Ferretti: «Oculistica resta dov’è»

18 Dicembre 2023

Il sindaco replica al centrosinistra: «Nessuno smantellamento»

ATRI. Si riaccende lo scontro politico sull’ospedale di Atri. «Iniziamo a dire la verità per rispetto della cittadinanza, degli utenti e del personale del San Liberatore» esordisce il sindaco Piergiorgio Ferretti rispondendo ad “Alleanza civica” e all’allarme lanciato da consigliere regionale del Pd Dino Pepe sul declassamento della struttura atriana nel piano di riassetto della rete ospedaliera abruzzese. «Oculistica resterà», scandisce il primo cittadino, «non subirà alcun taglio, continuerà a garantire le medesime prestazioni e confermerà tutto il personale che vi opera». Secondo Ferretti «il centrosinistra ha omesso di rilevare che in base all’emendamento 472 approvato nell’ultima seduta del consiglio regionale le Asl possono modificare le attribuzioni di unità operative.
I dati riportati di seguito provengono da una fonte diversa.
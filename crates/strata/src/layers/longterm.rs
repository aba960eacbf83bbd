//! Long-term layer covering episodic and semantic memories

use chrono::{DateTime, Utc};
use serde_json::{Value, json};

use crate::config::Config;
use crate::error::{Result, StrataError};
use crate::layers::{LayerPolicy, LayerStore, PruneRule};
use crate::math::provenance_hash;
use crate::memory::decay::DecayConfig;
use crate::memory::types::{MemoryItem, MemoryLayer, NewMemory};

pub type LongTermLayer = LayerStore<LongTermPolicy>;

/// Importance added when a working memory is consolidated
pub const CONSOLIDATION_BOOST: f64 = 0.2;
/// Importance added when an episode is generalized into a fact
pub const SEMANTIC_UPGRADE_BOOST: f64 = 0.1;

#[derive(Debug, Clone)]
pub struct LongTermPolicy {
    pub prune_below: f64,
    pub episodic_decay: DecayConfig,
    pub semantic_decay: DecayConfig,
}

impl LongTermPolicy {
    pub fn new(prune_below: f64) -> Self {
        Self {
            prune_below,
            episodic_decay: DecayConfig::for_layer(MemoryLayer::Episodic),
            semantic_decay: DecayConfig::for_layer(MemoryLayer::Semantic),
        }
    }

    pub fn from_config(config: &Config) -> Self {
        Self {
            prune_below: config.layers.long_term.prune_below,
            episodic_decay: config.decay.episodic,
            semantic_decay: config.decay.semantic,
        }
    }
}

impl Default for LongTermPolicy {
    fn default() -> Self {
        Self::from_config(&Config::default())
    }
}

impl LayerPolicy for LongTermPolicy {
    fn layer(&self) -> MemoryLayer {
        MemoryLayer::Episodic
    }

    fn layers(&self) -> Vec<MemoryLayer> {
        vec![MemoryLayer::Episodic, MemoryLayer::Semantic]
    }

    fn default_importance(&self, layer: MemoryLayer) -> f64 {
        match layer {
            MemoryLayer::Semantic => 0.7,
            _ => 0.5,
        }
    }

    fn admit(&self, item: &mut MemoryItem, _now: DateTime<Utc>) -> Result<()> {
        let is_semantic = item.layer == MemoryLayer::Semantic;
        item.expires_at = None;
        item.metadata
            .insert("is_semantic".to_string(), Value::Bool(is_semantic));
        item.metadata.insert(
            "memory_subtype".to_string(),
            Value::from(item.layer.as_str()),
        );
        Ok(())
    }

    fn prune_rule(&self) -> Option<PruneRule> {
        Some(PruneRule::ImportanceBelow(self.prune_below))
    }

    fn decay(&self, layer: MemoryLayer) -> Option<DecayConfig> {
        match layer {
            MemoryLayer::Semantic => Some(self.semantic_decay),
            _ => Some(self.episodic_decay),
        }
    }
}

impl LayerStore<LongTermPolicy> {
    /// Store directly as an episode or a fact
    pub async fn add_memory(&self, draft: NewMemory, is_semantic: bool) -> Result<MemoryItem> {
        let layer = if is_semantic {
            MemoryLayer::Semantic
        } else {
            MemoryLayer::Episodic
        };
        self.insert(draft, layer).await
    }

    /// Copy a working memory into long-term storage with a +0.2 boost.
    ///
    /// Exactly one item is written, in the semantic layer when
    /// `as_semantic` is set and the episodic layer otherwise.
    pub async fn consolidate_from_working(
        &self,
        item: &MemoryItem,
        as_semantic: bool,
    ) -> Result<MemoryItem> {
        if item.layer != MemoryLayer::Working {
            return Err(StrataError::Validation(format!(
                "only working memories can be consolidated, got {}",
                item.layer
            )));
        }

        let mut draft = NewMemory::from_item(item)
            .with_importance((item.importance + CONSOLIDATION_BOOST).min(1.0));
        draft
            .metadata
            .insert("consolidated_from".to_string(), Value::from(item.id.to_string()));
        draft
            .metadata
            .insert("source_layer".to_string(), Value::from(item.layer.as_str()));

        let target = if as_semantic {
            MemoryLayer::Semantic
        } else {
            MemoryLayer::Episodic
        };
        self.insert(draft, target).await
    }

    /// Generalize an episode into a new semantic memory.
    ///
    /// The fact gets `generalized_content`, importance +0.1, and a
    /// `derived_from_episodic` record with the episode's provenance hash.
    /// The episode itself is kept.
    pub async fn upgrade_to_semantic(
        &self,
        episode: &MemoryItem,
        generalized_content: String,
    ) -> Result<MemoryItem> {
        if episode.layer != MemoryLayer::Episodic {
            return Err(StrataError::Validation(format!(
                "only episodic memories can be upgraded, got {}",
                episode.layer
            )));
        }
        if generalized_content.trim().is_empty() {
            return Err(StrataError::Validation(
                "generalized content must not be empty".to_string(),
            ));
        }

        let source_hash = provenance_hash(&serde_json::to_value(episode)?, &[]);
        let mut draft = NewMemory::from_item(episode)
            .with_importance((episode.importance + SEMANTIC_UPGRADE_BOOST).min(1.0));
        draft.content = generalized_content;
        draft.metadata.insert(
            "derived_from_episodic".to_string(),
            json!({
                "episode_id": episode.id.to_string(),
                "original_content": episode.content,
                "provenance_hash": source_hash,
            }),
        );

        self.insert(draft, MemoryLayer::Semantic).await
    }

    pub async fn count_episodic(&self) -> Result<usize> {
        self.count_layer(MemoryLayer::Episodic).await
    }

    pub async fn count_semantic(&self) -> Result<usize> {
        self.count_layer(MemoryLayer::Semantic).await
    }
}

#[cfg(test)]
mod tests {
    use super::*;
    use crate::clock::{Clock, ManualClock};
    use crate::storage::InMemoryStorage;
    use std::sync::Arc;

    fn create_test_layer() -> (LongTermLayer, ManualClock) {
        let clock = ManualClock::default();
        let storage = Arc::new(InMemoryStorage::with_clock(Arc::new(clock.clone())));
        let layer = LayerStore::new(storage, "tenant", "agent", LongTermPolicy::new(0.1))
            .with_clock(Arc::new(clock.clone()));
        (layer, clock)
    }

    fn create_test_working_item(clock: &ManualClock, importance: f64) -> MemoryItem {
        MemoryItem::new(
            "tenant",
            "agent",
            "met Ana at the conference",
            MemoryLayer::Working,
            importance,
            clock.now(),
        )
        .unwrap()
    }

    #[tokio::test]
    async fn test_add_memory_defaults() {
        let (layer, _) = create_test_layer();
        let fact = layer.add_memory(NewMemory::new("water boils at 100C"), true).await.unwrap();
        let episode = layer.add_memory(NewMemory::new("boiled water"), false).await.unwrap();

        assert_eq!(fact.layer, MemoryLayer::Semantic);
        assert_eq!(fact.importance, 0.7);
        assert_eq!(fact.metadata.get("memory_subtype"), Some(&Value::from("semantic")));
        assert_eq!(episode.layer, MemoryLayer::Episodic);
        assert_eq!(episode.importance, 0.5);
        assert_eq!(episode.metadata.get("is_semantic"), Some(&Value::Bool(false)));

        assert_eq!(layer.count_semantic().await.unwrap(), 1);
        assert_eq!(layer.count_episodic().await.unwrap(), 1);
        assert_eq!(layer.count().await.unwrap(), 2);
    }

    #[tokio::test]
    async fn test_consolidate_boosts_importance() {
        let (layer, clock) = create_test_layer();
        let working = create_test_working_item(&clock, 0.6);
        let episode = layer.consolidate_from_working(&working, false).await.unwrap();

        assert_ne!(episode.id, working.id);
        assert_eq!(episode.layer, MemoryLayer::Episodic);
        assert!((episode.importance - 0.8).abs() < 1e-12);
        assert_eq!(episode.content, working.content);

        let capped = create_test_working_item(&clock, 0.95);
        let episode = layer.consolidate_from_working(&capped, false).await.unwrap();
        assert_eq!(episode.importance, 1.0);
    }

    #[tokio::test]
    async fn test_consolidate_as_semantic() {
        let (layer, clock) = create_test_layer();
        let working = create_test_working_item(&clock, 0.5);
        let fact = layer.consolidate_from_working(&working, true).await.unwrap();

        assert_eq!(fact.layer, MemoryLayer::Semantic);
        assert!((fact.importance - 0.7).abs() < 1e-12);
        assert_eq!(
            fact.metadata.get("consolidated_from"),
            Some(&Value::from(working.id.to_string()))
        );
        assert_eq!(layer.count_episodic().await.unwrap(), 0);
        assert_eq!(layer.count_semantic().await.unwrap(), 1);
    }

    #[tokio::test]
    async fn test_consolidate_rejects_non_working() {
        let (layer, clock) = create_test_layer();
        let mut item = create_test_working_item(&clock, 0.5);
        item.layer = MemoryLayer::Sensory;
        assert!(layer.consolidate_from_working(&item, false).await.is_err());
    }

    #[tokio::test]
    async fn test_upgrade_records_provenance() {
        let (layer, _) = create_test_layer();
        let episode = layer
            .add_memory(NewMemory::new("Ana said she prefers tea").with_importance(0.6), false)
            .await
            .unwrap();
        let fact = layer
            .upgrade_to_semantic(&episode, "Ana prefers tea".to_string())
            .await
            .unwrap();

        assert_eq!(fact.content, "Ana prefers tea");
        assert!((fact.importance - 0.7).abs() < 1e-12);
        let derived = fact.metadata.get("derived_from_episodic").unwrap();
        assert_eq!(derived["episode_id"], Value::from(episode.id.to_string()));
        assert_eq!(derived["original_content"], Value::from("Ana said she prefers tea"));
        assert_eq!(derived["provenance_hash"].as_str().unwrap().len(), 64);

        // the episode survives the upgrade
        assert!(layer.get(episode.id).await.unwrap().is_some());
    }

    #[tokio::test]
    async fn test_upgrade_rejects_empty_content() {
        let (layer, _) = create_test_layer();
        let episode = layer.add_memory(NewMemory::new("x"), false).await.unwrap();
        assert!(matches!(
            layer.upgrade_to_semantic(&episode, "  ".to_string()).await,
            Err(StrataError::Validation(_))
        ));
    }

    #[tokio::test]
    async fn test_cleanup_prunes_faded_memories() {
        let (layer, _) = create_test_layer();
        layer
            .add_memory(NewMemory::new("barely remembered").with_importance(0.05), false)
            .await
            .unwrap();
        layer.add_memory(NewMemory::new("kept"), true).await.unwrap();
        assert_eq!(layer.cleanup().await.unwrap(), 1);
        assert_eq!(layer.count().await.unwrap(), 1);
    }

    #[tokio::test]
    async fn test_decay_sweep_uses_whole_days() {
        let (layer, clock) = create_test_layer();
        let episode = layer.add_memory(NewMemory::new("e"), false).await.unwrap();

        clock.advance(chrono::Duration::hours(23));
        assert_eq!(layer.decay_sweep().await.unwrap(), 0);

        clock.advance(chrono::Duration::hours(2));
        assert_eq!(layer.decay_sweep().await.unwrap(), 1);
        // a second sweep the same day is a no-op
        assert_eq!(layer.decay_sweep().await.unwrap(), 0);

        let stored = layer.get(episode.id).await.unwrap().unwrap();
        let expected = DecayConfig::for_layer(MemoryLayer::Episodic).decay_importance(0.5, 1);
        assert!((stored.importance - expected).abs() < 1e-12);
    }
}
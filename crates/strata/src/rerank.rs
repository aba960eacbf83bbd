//! Final reordering of fused candidates
//!
//! A [`Reranker`] sees the query and the fused top-N and may reorder or
//! rescore them. External cross-encoders and LLM judges plug in through
//! the trait. The local implementations here are chained by
//! [`FallbackReranker`] so that some ordering is always produced.

use std::sync::Arc;

use async_trait::async_trait;
use serde::Serialize;
use tracing::{debug, warn};
use uuid::Uuid;

use crate::embedding::EmbeddingProvider;
use crate::error::{Result, StrataError};
use crate::math::cosine_similarity;
use crate::storage::MemoryStorage;

/// A fused result offered to a reranker
#[derive(Debug, Clone, Copy, PartialEq, Serialize)]
pub struct RerankCandidate {
    pub memory_id: Uuid,
    pub score: f64,
    pub importance: f64,
}

impl RerankCandidate {
    pub fn new(memory_id: Uuid, score: f64, importance: f64) -> Self {
        Self {
            memory_id,
            score,
            importance,
        }
    }
}

#[async_trait]
pub trait Reranker: Send + Sync {
    /// Reorder `candidates` for `query`, returning at most `limit`
    async fn rerank(
        &self,
        query: &str,
        candidates: Vec<RerankCandidate>,
        tenant_id: &str,
        limit: usize,
    ) -> Result<Vec<RerankCandidate>>;

    fn name(&self) -> &'static str;
}

fn sort_candidates(candidates: &mut [RerankCandidate]) {
    candidates.sort_by(|a, b| {
        b.score
            .total_cmp(&a.score)
            .then_with(|| a.memory_id.cmp(&b.memory_id))
    });
}

/// Blends the fused score with stored importance.
///
/// Needs no backend, so it is the usual last link of a fallback chain.
#[derive(Debug, Clone, Copy)]
pub struct RuleBasedReranker {
    pub score_weight: f64,
    pub importance_weight: f64,
}

impl Default for RuleBasedReranker {
    fn default() -> Self {
        Self {
            score_weight: 0.8,
            importance_weight: 0.2,
        }
    }
}

#[async_trait]
impl Reranker for RuleBasedReranker {
    async fn rerank(
        &self,
        _query: &str,
        mut candidates: Vec<RerankCandidate>,
        _tenant_id: &str,
        limit: usize,
    ) -> Result<Vec<RerankCandidate>> {
        for candidate in &mut candidates {
            candidate.score =
                self.score_weight * candidate.score + self.importance_weight * candidate.importance;
        }
        sort_candidates(&mut candidates);
        candidates.truncate(limit);
        Ok(candidates)
    }

    fn name(&self) -> &'static str {
        "rule_based"
    }
}

/// Cross-checks candidates against the query embedding.
///
/// `final = semantic_weight · cosine + (1 - semantic_weight) · score`,
/// with negative cosine floored at zero.
pub struct EmbeddingReranker {
    embedder: Arc<dyn EmbeddingProvider>,
    storage: Arc<dyn MemoryStorage>,
    semantic_weight: f64,
}

impl EmbeddingReranker {
    pub fn new(embedder: Arc<dyn EmbeddingProvider>, storage: Arc<dyn MemoryStorage>) -> Self {
        Self {
            embedder,
            storage,
            semantic_weight: 0.7,
        }
    }

    pub fn with_semantic_weight(mut self, weight: f64) -> Self {
        self.semantic_weight = weight.clamp(0.0, 1.0);
        self
    }
}

#[async_trait]
impl Reranker for EmbeddingReranker {
    async fn rerank(
        &self,
        query: &str,
        candidates: Vec<RerankCandidate>,
        tenant_id: &str,
        limit: usize,
    ) -> Result<Vec<RerankCandidate>> {
        let query_embedding = self.embedder.embed_text(query).await?;

        let mut reranked = Vec::with_capacity(candidates.len());
        for candidate in candidates {
            let Some(item) = self.storage.get(candidate.memory_id, tenant_id).await? else {
                continue;
            };
            let embedding = match item.embedding {
                Some(embedding) if embedding.len() == query_embedding.len() => embedding,
                _ => self.embedder.embed_text(&item.content).await?,
            };
            let semantic = cosine_similarity(&query_embedding, &embedding)?.max(0.0);
            reranked.push(RerankCandidate {
                score: self.semantic_weight * semantic
                    + (1.0 - self.semantic_weight) * candidate.score,
                ..candidate
            });
        }

        sort_candidates(&mut reranked);
        reranked.truncate(limit);
        Ok(reranked)
    }

    fn name(&self) -> &'static str {
        "embedding"
    }
}

/// Tries each reranker in order, returning the first success
pub struct FallbackReranker {
    rerankers: Vec<Arc<dyn Reranker>>,
}

impl FallbackReranker {
    pub fn new(rerankers: Vec<Arc<dyn Reranker>>) -> Self {
        Self { rerankers }
    }
}

#[async_trait]
impl Reranker for FallbackReranker {
    async fn rerank(
        &self,
        query: &str,
        candidates: Vec<RerankCandidate>,
        tenant_id: &str,
        limit: usize,
    ) -> Result<Vec<RerankCandidate>> {
        for reranker in &self.rerankers {
            match reranker
                .rerank(query, candidates.clone(), tenant_id, limit)
                .await
            {
                Ok(result) => {
                    debug!(reranker = reranker.name(), "Rerank succeeded");
                    return Ok(result);
                }
                Err(e) => {
                    warn!(reranker = reranker.name(), error = %e, "Reranker failed, trying next");
                }
            }
        }

        Err(StrataError::backend("reranker", "all rerankers failed"))
    }

    fn name(&self) -> &'static str {
        "fallback"
    }
}
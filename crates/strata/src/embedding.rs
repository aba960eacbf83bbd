//! Embedding providers
//!
//! Remote model adapters implement [`EmbeddingProvider`] outside this
//! crate. [`HashingEmbedder`] is a deterministic local provider that needs
//! no model, and [`FallbackEmbedder`] chains providers in order.

use std::sync::Arc;

use async_trait::async_trait;
use tracing::{debug, warn};

use crate::error::{Result, StrataError};
use crate::math::stable_hash;

/// Turns text into fixed-length vectors
#[async_trait]
pub trait EmbeddingProvider: Send + Sync {
    async fn embed_text(&self, text: &str) -> Result<Vec<f32>>;

    async fn embed_batch(&self, texts: &[String]) -> Result<Vec<Vec<f32>>> {
        let mut embeddings = Vec::with_capacity(texts.len());
        for text in texts {
            embeddings.push(self.embed_text(text).await?);
        }
        Ok(embeddings)
    }

    /// Length of every vector this provider returns
    fn dimension(&self) -> usize;

    fn name(&self) -> &'static str;
}

/// Default dimension for [`HashingEmbedder`]
pub const DEFAULT_HASHING_DIMENSION: usize = 384;

/// Feature-hashing embedder.
///
/// Each lower-cased token adds ±1 to a bucket chosen by its stable hash,
/// and the result is L2-normalized. Texts sharing words end up close.
#[derive(Debug, Clone, Copy)]
pub struct HashingEmbedder {
    dimension: usize,
}

impl HashingEmbedder {
    pub fn new(dimension: usize) -> Result<Self> {
        if dimension == 0 {
            return Err(StrataError::Validation(
                "embedding dimension must be positive".to_string(),
            ));
        }
        Ok(Self { dimension })
    }

    /// Synchronous embedding, shared by the async trait methods
    pub fn embed(&self, text: &str) -> Vec<f32> {
        let mut vector = vec![0.0f32; self.dimension];
        for token in text.split_whitespace() {
            let token = token.to_lowercase();
            let hash = stable_hash(&token);
            let bucket = hash.rem_euclid(self.dimension as i64) as usize;
            let sign = if hash & (1 << 40) == 0 { 1.0 } else { -1.0 };
            vector[bucket] += sign;
        }

        let norm = vector.iter().map(|v| v * v).sum::<f32>().sqrt();
        if norm > 0.0 {
            for v in &mut vector {
                *v /= norm;
            }
        }
        vector
    }
}

impl Default for HashingEmbedder {
    fn default() -> Self {
        Self {
            dimension: DEFAULT_HASHING_DIMENSION,
        }
    }
}

#[async_trait]
impl EmbeddingProvider for HashingEmbedder {
    async fn embed_text(&self, text: &str) -> Result<Vec<f32>> {
        Ok(self.embed(text))
    }

    fn dimension(&self) -> usize {
        self.dimension
    }

    fn name(&self) -> &'static str {
        "hashing"
    }
}

/// Tries each provider in order, returning the first success
pub struct FallbackEmbedder {
    providers: Vec<Arc<dyn EmbeddingProvider>>,
}

impl FallbackEmbedder {
    /// All providers must agree on dimension
    pub fn new(providers: Vec<Arc<dyn EmbeddingProvider>>) -> Result<Self> {
        let Some(first) = providers.first() else {
            return Err(StrataError::Config(
                "fallback embedder needs at least one provider".to_string(),
            ));
        };
        let dimension = first.dimension();
        if let Some(odd) = providers.iter().find(|p| p.dimension() != dimension) {
            return Err(StrataError::Config(format!(
                "provider '{}' has dimension {}, expected {dimension}",
                odd.name(),
                odd.dimension()
            )));
        }
        Ok(Self { providers })
    }
}

#[async_trait]
impl EmbeddingProvider for FallbackEmbedder {
    async fn embed_text(&self, text: &str) -> Result<Vec<f32>> {
        let mut last_error = None;
        for provider in &self.providers {
            match provider.embed_text(text).await {
                Ok(embedding) => {
                    debug!(provider = provider.name(), "Embedding succeeded");
                    return Ok(embedding);
                }
                Err(e) => {
                    warn!(provider = provider.name(), error = %e, "Embedding failed, trying next provider");
                    last_error = Some(e);
                }
            }
        }

        Err(StrataError::backend(
            "embedding",
            last_error.map_or_else(|| "no providers".to_string(), |e| e.to_string()),
        ))
    }

    fn dimension(&self) -> usize {
        self.providers.first().map_or(0, |p| p.dimension())
    }

    fn name(&self) -> &'static str {
        "fallback"
    }
}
Ebbene i dirigenti dell’azienda sanitaria teramana e l’assessore regionale hanno già ribadito con fermezza nei molteplici incontri avuti con il sottoscritto e nell’audizione in commissione che nel prossimo atto aziendale verrà confermata l’unità di Oculistica al San Liberatore». Per il sindaco dunque «poco importa se questo è previsto in un atto aziendale o in un piano sanitario, il nostro interesse non è incentrato sulla forma ma sulla sostanza delle cose» cioè che il nostro presidio e i suoi servizi siano salvaguardati e mantenuti come realmente accadrà».
Sulla questione interviene anche la consigliera regionale e comunale Federica Rompicapo invitata alle dimissioni da “Alleanza civica” per aver votato il piano sanitario e chiamata in causa anche da Pepe. «È vergognoso l’atteggiamento del centrosinistra», contrattacca, «il San Liberatore non esce affatto penalizzato». La consigliera ricorda al collega del Pd che quello di Atri è «l’ospedale spoke della Asl di Teramo con più posti letto, ben 174, cioè quasi 30 in più di quelli che erano previsti nel precedente piano della rete ospedaliera approvato dalla giunta di centrosinistra; non c’è stata alcuna riduzione delle unità operative complesse con la conferma di chirurgia, ortopedia, medicina e endocrinologia e dei due centri di riferimento regionale di auxologia e fibrosi cistica».
Rompicapo aggiunge che «sono in corso investimenti sul San Liberatore per circa 6,5 milioni di euro ed è stata attuata l’ottimizzazione della strumentazione diagnostica con l’operatività di una Tac di ultima generazione, di una risonanza magnetica da 1,5 Tesla che entrerà in funzione non appena saranno adeguati i locali per ospitarla, e di un ortopantomografo. Non si dimentichi, inoltre, l’unità di Medicina f isica e riabilitazione respiratoria con 30 posti letto che rappresenta l’unica struttura riabilitativa post-acuzie collocata all’interno di un presidio ospedaliero abruzzese. Al centrosinistra atriano e al consigliere Pepe, che sta dimostrando in questi ultimi giorni uno strano quanto sospetto interesse per la città di Atri, riconducibile evidentemente alle imminenti elezioni regionali, voglio ricordare e sottolineare che il nostro territorio paga ancora oggi le scellerate scelte votate da loro che hanno portato alla chiusura del punto nascita e alla fine dei reparti di Ostetricia e Ginecologia. La totale incoerenza, la spregiudicatezza e la mancanza di rispetto che caratterizzano alcune personalità politiche, come ampiamente dimostrato dai loro atti, ed il tentativo di nascondere i loro propositi di ospedale unico declassando così il nostro presidio, li porta a mistificare», conclude, «una evidente realtà in maniera inopportuna, vergognosa».